→ **Exercise objective**
Pull every line that includes the word "empty" out of the data below and copy it.
━━━━
//! Snapshot metadata queries against the engine.
//!
//! The engine answers `snapshots` and `stats` queries as JSON on stdout;
//! both run captured behind a spinner. Parsing is split into pure helpers
//! ([`parse_snapshot_listing`], [`parse_stats`]) so the not-found and
//! bad-output paths are testable without spawning anything.
//!
//! # Timestamps
//!
//! The engine reports snapshot times with anywhere from zero to nine
//! fractional-second digits depending on platform and version.
//! [`normalize_timestamp`] pins them to exactly three digits before RFC 3339
//! parsing; this is an engine-compatibility fix, not a general timestamp
//! parser.

use anyhow::{Context, Result, bail};
use chrono::{DateTime, FixedOffset};
use serde::Deserialize;

use crate::{
    config::{Config, Profile},
    process, restic, ui,
};

// ─── Metadata ─────────────────────────────────────────────────────────────────

/// Engine-reported snapshot metadata, straight from the JSON listing.
#[derive(Debug, Clone, Deserialize)]
pub struct Snapshot {
    /// Full hex snapshot id.
    pub id: String,
    /// The engine's own abbreviated id, used in archive filenames.
    pub short_id: String,
    /// Raw timestamp string as reported; see [`Snapshot::parsed_time`].
    pub time: String,
}

impl Snapshot {
    /// First eight characters of the full id, for status lines.
    pub fn abbrev_id(&self) -> &str {
        self.id.get(..8).unwrap_or(&self.id)
    }

    /// The snapshot's creation time, normalized and parsed.
    pub fn parsed_time(&self) -> Result<DateTime<FixedOffset>> {
        let normalized = normalize_timestamp(&self.time);
        DateTime::parse_from_rfc3339(&normalized)
            .with_context(|| format!("parsing snapshot timestamp '{}'", self.time))
    }
}

// ─── Timestamp normalization ──────────────────────────────────────────────────

/// Truncate or pad the fractional-seconds part to exactly three digits.
///
/// `2023-01-02T03:04:05.123456789Z` → `2023-01-02T03:04:05.123Z`, and
/// `2023-01-02T03:04:05+01:00` → `2023-01-02T03:04:05.000+01:00`. The
/// timezone suffix (`Z` or `±HH:MM`) is preserved untouched.
pub fn normalize_timestamp(raw: &str) -> String {
    // The timezone marker is the first Z/+/- after the time-of-day part;
    // searching from 'T' keeps the date's own dashes out of it.
    let time_start = raw.find('T').map_or(0, |i| i + 1);
    let tz_start = raw[time_start..]
        .find(['Z', '+', '-'])
        .map_or(raw.len(), |i| time_start + i);
    let (stamp, tz) = raw.split_at(tz_start);

    let (whole, frac) = match stamp.split_once('.') {
        Some((w, f)) => (w, f),
        None => (stamp, ""),
    };
    let frac: String = frac.chars().chain(std::iter::repeat('0')).take(3).collect();

    format!("{whole}.{frac}{tz}")
}

// ─── Queries ──────────────────────────────────────────────────────────────────

/// Look up the snapshot matching `name` (an id, or the sentinel `latest`).
///
/// Runs `restic <base> --quiet snapshots <name> --json` captured; an explicit
/// `null` or an empty listing is the fatal not-found case.
pub fn find(cfg: &Config, profile: &Profile, name: &str) -> Result<Snapshot> {
    let mut args = restic::base_args(cfg, profile);
    args.extend([
        "--quiet".into(),
        "snapshots".into(),
        name.to_string(),
        "--json".into(),
    ]);
    let env = restic::env(profile);

    let stdout = ui::with_spinner(&format!("Querying snapshots for '{name}'..."), || {
        process::run_captured(restic::PROGRAM, &args, &env)
    })?;

    parse_snapshot_listing(&stdout, name)
}

/// Total size in bytes of snapshot `id`, via the engine's stats query.
pub fn total_size(cfg: &Config, profile: &Profile, id: &str) -> Result<u64> {
    let mut args = restic::base_args(cfg, profile);
    args.extend([
        "--quiet".into(),
        "stats".into(),
        id.to_string(),
        "--json".into(),
    ]);
    let env = restic::env(profile);

    let stdout = ui::with_spinner("Querying snapshot size...", || {
        process::run_captured(restic::PROGRAM, &args, &env)
    })?;

    parse_stats(&stdout)
}

// ─── Parsing ──────────────────────────────────────────────────────────────────

/// Pick the first snapshot out of a JSON listing.
///
/// The engine reports "nothing matched" either as the literal `null` or as
/// an empty array; both become the fatal not-found error.
fn parse_snapshot_listing(json: &str, name: &str) -> Result<Snapshot> {
    let listing: Option<Vec<Snapshot>> = serde_json::from_str(json)
        .with_context(|| format!("parsing snapshot listing for '{name}'"))?;

    match listing.and_then(|matches| matches.into_iter().next()) {
        Some(snapshot) => Ok(snapshot),
        None => bail!("Could not find snapshot: '{name}'"),
    }
}

/// Extract `total_size` from a stats query response.
fn parse_stats(json: &str) -> Result<u64> {
    #[derive(Deserialize)]
    struct Stats {
        total_size: u64,
    }

    let stats: Stats = serde_json::from_str(json).context("parsing snapshot stats")?;
    Ok(stats.total_size)
}

// ─── Tests ────────────────────────────────────────────────────────────────────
━━━━
→ **Completed exercise**
/// `null` or an empty listing is the fatal not-found case.
/// an empty array; both become the fatal not-found error.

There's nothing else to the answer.